Art-house quirkiness, Liam Neeson on the rampage and the horror franchise that will not die – Tom Leins reviews this week’s biggest DVD releases.
Holy Motors (Artificial Eye) tells the story – or rather stories – of Monsieur Oscar (Denis Lavant) who travels around Paris in chauffeur-driven limousine, embarking on a series of nine ‘appointments’, each of which sees him transform himself into a new character. Picked up in the morning by his driver Celine (Edith Scob, Eyes Without a Face), Oscar begins the day as a captain of industry before masquerading as a crippled gypsy woman begging for spare change on a bridge over the Seine. Subsequent guises see Oscar inhabit a variety of roles – not least a gibberish-spouting tramp who intrudes on a fashion shoot with grisly consequences.
As the winner of the Prix de la Jeunesse at Cannes Film Festival 2012, Holy Motors’ reputation inevitably precedes it, but no amount of awards can adequately prepare you for quite how weird it is! In the 13 years since making the controversial Pola X (1999) French auteur Leos Carax found himself bafflingly out of work, helming just one short film (Merde) which formed part of the little-seen anthology piece Tokyo! (alongside shorts from Michel Gondry and Bong Joon-ho). It was Carax’s Godzilla-referencing tale about a sewer-dwelling tramp-monster (Lavant) that inspired him to make Holy Motors, with the same character reappearing here in a similar storyline.
The remainder of the film is similarly surreal, and not even roles for household names like Kylie Minogue and Eva Mendes help to smooth down the rough edges. Part enigmatic crime caper, part twisted romance, Holy Motors is a ragged, jumble-sale of a movie, dripping with filmic freakiness. Nevertheless, Carax’s filmmaking verve shines through throughout, and he delivers a succession of memorably off-kilter scenarios. All in all, a chaotic, distinctive slab of art-house craziness.
Taken 2 (20th Century Fox) sees Liam Neeson reprise his role as ex-CIA hard-man Bryan Mills, whose ‘particular set of skills’ allowed him to save his teenage daughter Kim (Maggie Grace, Lost) from a posse of Albanian kidnappers in Paris back in 2008. Four years on, Murad (Rade Serbedzija, In The Land of Blood and Honey), the father of one of Bryan’s numerous victims vows to enact bloody revenge on the perpetrator, and concocts a plan to capture Bryan and his ex-wife Lenore (Famke Janssen, X-Men) whilst they are on holiday in Istanbul. Suffice to say, they are messing with the wrong man, and with a little bit of help from Kim, Bryan escapes from his captors and delves into his brutal bag of tricks to take out the Albanians one by one.

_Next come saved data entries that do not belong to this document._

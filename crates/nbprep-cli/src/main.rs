mod cli;
mod commands;
mod config;
mod error;
mod logging;
mod utils;

use crate::cli::{Cli, Commands};
use crate::error::{CliError, Result};
use clap::Parser;
use tracing::{debug, error, info};

fn main() {
    if let Err(e) = run_app() {
        eprintln!("\n❌ Error: {}", e);
        std::process::exit(1);
    }
}

fn run_app() -> Result<()> {
    let cli = Cli::parse();
    logging::setup_logging(cli.verbose, cli.quiet, cli.log_file.clone())?;

    let (panic_hook, eyre_hook) = color_eyre::config::HookBuilder::default().into_hooks();
    eyre_hook.install().map_err(|e| CliError::Other(e.into()))?;
    std::panic::set_hook(Box::new(move |pi| {
        error!("{}", panic_hook.panic_report(pi));
    }));

    info!("🚀 NBPREP CLI v{} starting up.", env!("CARGO_PKG_VERSION"));
    debug!("Full CLI arguments parsed: {:?}", &cli);

    if let Some(num_threads) = cli.threads {
        info!(
            "Setting Rayon global thread pool to {} threads.",
            num_threads
        );
        rayon::ThreadPoolBuilder::new()
            .num_threads(num_threads)
            .build_global()
            .map_err(|e| {
                CliError::Other(anyhow::anyhow!("Failed to build global thread pool: {}", e))
            })?;
    }

    let command_result = match cli.command {
        Commands::Downsample(args) => {
            info!("Dispatching to 'downsample' command.");
            commands::downsample::run(args)
        }
        Commands::Reconstruct(args) => {
            info!("Dispatching to 'reconstruct' command.");
            commands::reconstruct::run(args)
        }
        Commands::Check(args) => {
            info!("Dispatching to 'check' command.");
            commands::check::run(args)
        }
    };

    match &command_result {
        Ok(_) => info!("✅ Command completed successfully."),
        Err(e) => error!("❌ Command failed: {}", e),
    }

    command_result
}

Critically panned upon its cinema release, but subsequently embraced by an appreciative DVD audience, the original Taken was a genuine sleeper hit, going on to become one of the most-rented DVD titles in recent memory. Not only did the film rejuvenate Neeson’s career – turning him into an improbable middle-aged action hero (with added gravitas!) – it also proved that a low-key movie could withstand a critical kicking and take on a life of its own. Directed by Luc Besson’s right-hand man – the explosively named Oivier Megaton – Taken 2 feels like a weak re-tread of its predecessor, with a lazy plot that could have been cobbled together using offcuts from any of the prolific Besson’s countless latter-day action screenplays. Much like previous Megaton fodder Transporter 3 and Colombiana, Taken 2 looks the part, put there is a gaping hole where its heart should be. It is sure to do well on DVD, but it can’t compete with the original on any level. Extremely disappointing.

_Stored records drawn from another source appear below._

use crate::core::models::neighborhood::{NeighborhoodRecord, RecordError};
use std::collections::HashMap;
use std::collections::hash_map::DefaultHasher;
use std::fs::File;
use std::hash::{Hash, Hasher};
use std::io::{BufReader, BufWriter, Read, Write};
use std::path::Path;
use thiserror::Error;
use tracing::{debug, info};

#[derive(Debug, Error)]
pub enum DatasetError {
    #[error("File I/O error for '{path}': {source}")]
    Io {
        path: String,
        source: std::io::Error,
    },
    #[error("JSON error for '{path}': {source}")]
    Json {
        path: String,
        source: serde_json::Error,
    },
    #[error("Record {index} is malformed: {source}")]
    Record { index: usize, source: RecordError },
}

/// Reads and validates every record of a JSON dataset file.
pub fn read_dataset(path: &Path) -> Result<Vec<NeighborhoodRecord>, DatasetError> {
    let file = File::open(path).map_err(|e| DatasetError::Io {
        path: path.to_string_lossy().to_string(),
        source: e,
    })?;
    let records = read_records(BufReader::new(file)).map_err(|e| match e {
        DatasetError::Json { source, .. } => DatasetError::Json {
            path: path.to_string_lossy().to_string(),
            source,
        },
        other => other,
    })?;
    info!("Read {} neighborhood(s) from {:?}", records.len(), path);
    Ok(records)
}

pub fn read_records<R: Read>(reader: R) -> Result<Vec<NeighborhoodRecord>, DatasetError> {
    let records: Vec<NeighborhoodRecord> =
        serde_json::from_reader(reader).map_err(|e| DatasetError::Json {
            path: String::from("<reader>"),
            source: e,
        })?;
    for (index, record) in records.iter().enumerate() {
        record
            .validate()
            .map_err(|source| DatasetError::Record { index, source })?;
    }
    Ok(records)
}

pub fn write_dataset(records: &[NeighborhoodRecord], path: &Path) -> Result<(), DatasetError> {
    let file = File::create(path).map_err(|e| DatasetError::Io {
        path: path.to_string_lossy().to_string(),
        source: e,
    })?;
    let mut writer = BufWriter::new(file);
    serde_json::to_writer(&mut writer, records).map_err(|e| DatasetError::Json {
        path: path.to_string_lossy().to_string(),
        source: e,
    })?;
    writer.flush().map_err(|e| DatasetError::Io {
        path: path.to_string_lossy().to_string(),
        source: e,
    })?;
    info!("Wrote {} neighborhood(s) to {:?}", records.len(), path);
    Ok(())
}

/// Drops exact duplicate records, keeping the first occurrence of each.
pub fn deduplicate(records: Vec<NeighborhoodRecord>) -> Vec<NeighborhoodRecord> {
    let total = records.len();
    let mut buckets: HashMap<u64, Vec<usize>> = HashMap::new();
    let mut unique: Vec<NeighborhoodRecord> = Vec::with_capacity(total);

    for record in records {
        let bucket = buckets.entry(fingerprint(&record)).or_default();
        if bucket.iter().any(|&i| unique[i] == record) {
            continue;
        }
        bucket.push(unique.len());
        unique.push(record);
    }

    if unique.len() < total {
        debug!("Removed {} duplicate neighborhood(s)", total - unique.len());
    }
    unique
}

fn fingerprint(record: &NeighborhoodRecord) -> u64 {
    let mut hasher = DefaultHasher::new();
    record.res_id.hash(&mut hasher);
    record.atom_names.hash(&mut hasher);
    record.elements.hash(&mut hasher);
    record.res_ids.hash(&mut hasher);
    for coord in &record.coords {
        for v in coord {
            v.to_bits().hash(&mut hasher);
        }
    }
    for v in record.sasas.iter().chain(record.charges.iter()) {
        v.to_bits().hash(&mut hasher);
    }
    hasher.finish()
}
pub mod ids;
pub mod neighborhood;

Just when you thought that it was safe to go back to the straight-to-DVD aisle, Wrong Turn 5 (20th Century Fox) rears its ugly head. After stepping back in time for last year’s grim prequel (Wrong Turn 4: Bloody Beginnings), director Declan O‘Brien drags the saga kicking and screaming back into the present day for this ridiculous fifth outing. Against the backdrop of the ‘Mountain Man Festival’ on Halloween, a posse of generic college kids get more than they bargained for when they cross paths with inbred series stalwarts Three-Finger, Saw-Tooth and One-Eye. Unfortunately for the youngsters, the hillbilly trio still haven’t had their fill of human flesh…
Not merely content to rip itself off, Wrong Turn 5 also attempts to rip off Assault on Precinct 13 – albeit in a spectacularly cack-handed manner. Horror veteran Doug Bradley (AKA Pinhead from the Hellraiser saga) offers a welcome distraction as the malevolent Maynard, who is in league with the demented cannibals, but everything else about Wrong Turn 5 is gorily forgettable. The series’ longevity suggests that these sub-standard knock-offs are still capable of tapping into an appreciative audience, but these films are dragging the horror genre back to the dark ages. You want cheap and nasty? You got it.